* [Problem statement]: Only the lines from the top of the data through the line containing "pub struct SetupScreen" should be duplicated, exactly as they appear.

Data records: Begin

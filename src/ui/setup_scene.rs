//! Experiment setup screen: rule selection and trial count entry.

use crate::constants::DEFAULT_POPULATION;
use crate::experiment::ExperimentConfig;
use crate::rules::DecayRule;
use ratatui::{
    layout::{Alignment, Constraint, Direction, Layout, Rect},
    style::{Color, Modifier, Style},
    text::{Line, Span},
    widgets::{Block, Borders, List, ListItem, Paragraph},
    Frame,
};

/// Which input currently has focus.
#[derive(Debug, Clone, Copy, PartialEq, Eq)]
pub enum SetupField {
    Rule,
    Trials,
    Population,
}

pub struct SetupScreen {
    pub selected_rule: usize,
    pub trials_input: String,
    pub population_input: String,
    pub focus: SetupField,
    pub validation_error: Option<String>,
}

impl SetupScreen {
    pub fn new() -> Self {
        Self {
            selected_rule: 0,
            trials_input: String::new(),
            population_input: String::new(),
            focus: SetupField::Rule,
            validation_error: None,
        }
    }

    pub fn rule(&self) -> DecayRule {
        DecayRule::ALL[self.selected_rule]
    }

    pub fn next_field(&mut self) {
        self.focus = match self.focus {
            SetupField::Rule => SetupField::Trials,
            SetupField::Trials => SetupField::Population,
            SetupField::Population => SetupField::Rule,
        };
    }

    pub fn handle_up(&mut self) {
        if self.focus == SetupField::Rule && self.selected_rule > 0 {
            self.selected_rule -= 1;
        }
    }

    pub fn handle_down(&mut self) {
        if self.focus == SetupField::Rule && self.selected_rule + 1 < DecayRule::ALL.len() {
            self.selected_rule += 1;
        }
    }

    /// Digits go into whichever text field has focus.
    pub fn handle_char_input(&mut self, c: char) {
        if !c.is_ascii_digit() {
            return;
        }
        match self.focus {
            SetupField::Trials => self.trials_input.push(c),
            SetupField::Population => self.population_input.push(c),
            SetupField::Rule => {}
        }
        self.validation_error = None;
    }

    pub fn handle_backspace(&mut self) {
        match self.focus {
            SetupField::Trials => {
                self.trials_input.pop();
            }
            SetupField::Population => {
                self.population_input.pop();
            }
            SetupField::Rule => {}
        }
        self.validation_error = None;
    }

    /// Parse the form into a config, or explain what is wrong.
    pub fn config(&self) -> Result<ExperimentConfig, String> {
        let trials: i64 = self
            .trials_input
            .trim()
            .parse()
            .map_err(|_| "Enter a number of trials".to_string())?;
        if trials <= 0 {
            return Err("Trial count must be positive".to_string());
        }

        let initial_population = if self.population_input.trim().is_empty() {
            DEFAULT_POPULATION
        } else {
            self.population_input
                .trim()
                .parse()
                .map_err(|_| "Population must be a number".to_string())?
        };

        Ok(ExperimentConfig {
            rule: self.rule(),
            trials,
            initial_population,
            seed: None,
            verbosity: 0,
        })
    }

    pub fn draw(&self, f: &mut Frame, area: Rect) {
        let chunks = Layout::default()
            .direction(Direction::Vertical)
            .margin(2)
            .constraints([
                Constraint::Length(3), // Title
                Constraint::Length(2), // Intro
                Constraint::Length(4), // Rule list
                Constraint::Length(3), // Trials input
                Constraint::Length(3), // Population input
                Constraint::Length(2), // Validation
                Constraint::Min(0),    // Filler
                Constraint::Length(1), // Controls
            ])
            .split(area);

        let title = Paragraph::new("DICE DECAY SIMULATION")
            .style(
                Style::default()
                    .fg(Color::Cyan)
                    .add_modifier(Modifier::BOLD),
            )
            .alignment(Alignment::Center);
        f.render_widget(title, chunks[0]);

        let intro = Paragraph::new(
            "Each die is a parent isotope. Every roll is the passage of time.",
        )
        .style(Style::default().fg(Color::Gray))
        .alignment(Alignment::Center);
        f.render_widget(intro, chunks[1]);

        // Rule selection list
        let rule_focused = self.focus == SetupField::Rule;
        let items: Vec<ListItem> = DecayRule::ALL
            .iter()
            .enumerate()
            .map(|(i, rule)| {
                let prefix = if i == self.selected_rule { "> " } else { "  " };
                let style = if i == self.selected_rule && rule_focused {
                    Style::default()
                        .fg(Color::Yellow)
                        .add_modifier(Modifier::BOLD)
                } else if i == self.selected_rule {
                    Style::default().fg(Color::Yellow)
                } else {
                    Style::default().fg(Color::White)
                };
                ListItem::new(format!("{}{}: {}", prefix, i + 1, rule.label())).style(style)
            })
            .collect();
        let rule_block = Block::default()
            .title(" Decay Rule ")
            .borders(Borders::ALL)
            .border_style(field_border(rule_focused));
        f.render_widget(List::new(items).block(rule_block), chunks[2]);

        // Trial count input
        let trials_focused = self.focus == SetupField::Trials;
        let trials_text = input_text(&self.trials_input, trials_focused);
        let trials_widget = Paragraph::new(trials_text).block(
            Block::default()
                .title(" Trials ")
                .borders(Borders::ALL)
                .border_style(field_border(trials_focused)),
        );
        f.render_widget(trials_widget, chunks[3]);

        // Population input
        let pop_focused = self.focus == SetupField::Population;
        let pop_text = if self.population_input.is_empty() && !pop_focused {
            format!("{} (default)", DEFAULT_POPULATION)
        } else {
            input_text(&self.population_input, pop_focused)
        };
        let pop_widget = Paragraph::new(pop_text).block(
            Block::default()
                .title(" Initial Population ")
                .borders(Borders::ALL)
                .border_style(field_border(pop_focused)),
        );
        f.render_widget(pop_widget, chunks[4]);

        // Validation feedback
        let validation = if let Some(error) = &self.validation_error {
            Line::from(Span::styled(
                format!("✗ {}", error),
                Style::default().fg(Color::Red),
            ))
        } else {
            Line::from("")
        };
        f.render_widget(Paragraph::new(validation), chunks[5]);

        let controls =
            Paragraph::new("[Tab] Next Field  [↑/↓] Rule  [Enter] Run Experiment  [Esc] Quit")
                .alignment(Alignment::Center)
                .style(Style::default().fg(Color::Gray));
        f.render_widget(controls, chunks[7]);
    }
}

fn field_border(focused: bool) -> Style {
    if focused {
        Style::default().fg(Color::Yellow)
    } else {
        Style::default().fg(Color::DarkGray)
    }
}

fn input_text(input: &str, focused: bool) -> String {
    if focused {
        format!("{}_", input)
    } else {
        input.to_string()
    }
}
mod aggregate;
mod build_info;
mod constants;
mod dice;
mod experiment;
mod rules;
mod trial;
mod ui;

use crossterm::event::{self, Event, KeyCode};
use crossterm::terminal::{
    disable_raw_mode, enable_raw_mode, EnterAlternateScreen, LeaveAlternateScreen,
};
use crossterm::ExecutableCommand;
use experiment::{rng_for, run_experiment, ExperimentConfig};
use ratatui::{backend::CrosstermBackend, Terminal};
use std::io;
use std::time::Duration;
use ui::chart_scene::ChartScreen;
use ui::setup_scene::SetupScreen;

enum Screen {
    Setup,
    Chart,
}

fn main() -> io::Result<()> {
    // Handle CLI arguments
    let args: Vec<String> = std::env::args().collect();

    if args.len() > 1 {
        match args[1].as_str() {
            "--version" | "-v" => {
                println!(
                    "dicedecay {} ({})",
                    build_info::BUILD_DATE,
                    build_info::BUILD_COMMIT
                );
                std::process::exit(0);
            }
            "--help" | "-h" => {
                println!("Dice Decay - Radioactive Decay Simulator\n");
                println!("Usage: dicedecay\n");
                println!("Interactive terminal simulation. Pick a decay rule and a trial");
                println!("count, then watch the decay curves. For scripted runs use the");
                println!("headless `decay` binary.\n");
                println!("Options:");
                println!("  --version  Show version information");
                println!("  --help     Show this help message");
                std::process::exit(0);
            }
            other => {
                eprintln!("Unknown option: {}", other);
                eprintln!("Run 'dicedecay --help' for usage.");
                std::process::exit(1);
            }
        }
    }

    // Setup terminal
    enable_raw_mode()?;
    let mut stdout = io::stdout();
    stdout.execute(EnterAlternateScreen)?;
    let backend = CrosstermBackend::new(stdout);
    let mut terminal = Terminal::new(backend)?;

    let result = run_app(&mut terminal);

    // Restore terminal
    disable_raw_mode()?;
    terminal.backend_mut().execute(LeaveAlternateScreen)?;

    result
}

fn run_app(terminal: &mut Terminal<CrosstermBackend<io::Stdout>>) -> io::Result<()> {
    let mut current_screen = Screen::Setup;
    let mut setup_screen = SetupScreen::new();
    let mut chart_screen: Option<ChartScreen> = None;
    let mut last_config: Option<ExperimentConfig> = None;

    loop {
        match current_screen {
            Screen::Setup => {
                terminal.draw(|f| {
                    let area = f.size();
                    setup_screen.draw(f, area);
                })?;

                if event::poll(Duration::from_millis(50))? {
                    if let Event::Key(key_event) = event::read()? {
                        match key_event.code {
                            KeyCode::Char(c) => setup_screen.handle_char_input(c),
                            KeyCode::Backspace => setup_screen.handle_backspace(),
                            KeyCode::Tab => setup_screen.next_field(),
                            KeyCode::Up => setup_screen.handle_up(),
                            KeyCode::Down => setup_screen.handle_down(),
                            KeyCode::Enter => match setup_screen.config() {
                                Ok(config) => {
                                    chart_screen = Some(run_and_summarize(&config));
                                    last_config = Some(config);
                                    current_screen = Screen::Chart;
                                }
                                Err(msg) => {
                                    setup_screen.validation_error = Some(msg);
                                }
                            },
                            KeyCode::Esc => return Ok(()),
                            _ => {}
                        }
                    }
                }
            }
            Screen::Chart => {
                if let Some(screen) = &chart_screen {
                    terminal.draw(|f| {
                        let area = f.size();
                        screen.draw(f, area);
                    })?;
                }

                if event::poll(Duration::from_millis(50))? {
                    if let Event::Key(key_event) = event::read()? {
                        match key_event.code {
                            KeyCode::Char('r') => {
                                if let Some(config) = &last_config {
                                    chart_screen = Some(run_and_summarize(config));
                                }
                            }
                            KeyCode::Char('n') => {
                                setup_screen = SetupScreen::new();
                                current_screen = Screen::Setup;
                            }
                            KeyCode::Char('q') | KeyCode::Esc => return Ok(()),
                            _ => {}
                        }
                    }
                }
            }
        }
    }
}

/// Run one experiment and prepare its chart. The setup screen has already
/// validated the config, so a failed run is a programming error here.
fn run_and_summarize(config: &ExperimentConfig) -> ChartScreen {
    let result = run_experiment(config).expect("setup screen validated trial count");
    let mut sample_rng = rng_for(config.seed, 1);
    let spec = aggregate::summarize(&result.curves(), &mut sample_rng);
    ChartScreen::new(spec)
}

Data records: End

* [Response]:
filename src/ui/setup_scene.rs
//! Experiment setup screen: rule selection and trial count entry.

use crate::constants::DEFAULT_POPULATION;
use crate::experiment::ExperimentConfig;
use crate::rules::DecayRule;
use ratatui::{
    layout::{Alignment, Constraint, Direction, Layout, Rect},
    style::{Color, Modifier, Style},
    text::{Line, Span},
    widgets::{Block, Borders, List, ListItem, Paragraph},
    Frame,
};

/// Which input currently has focus.
#[derive(Debug, Clone, Copy, PartialEq, Eq)]
pub enum SetupField {
    Rule,
    Trials,
    Population,
}

pub struct SetupScreen {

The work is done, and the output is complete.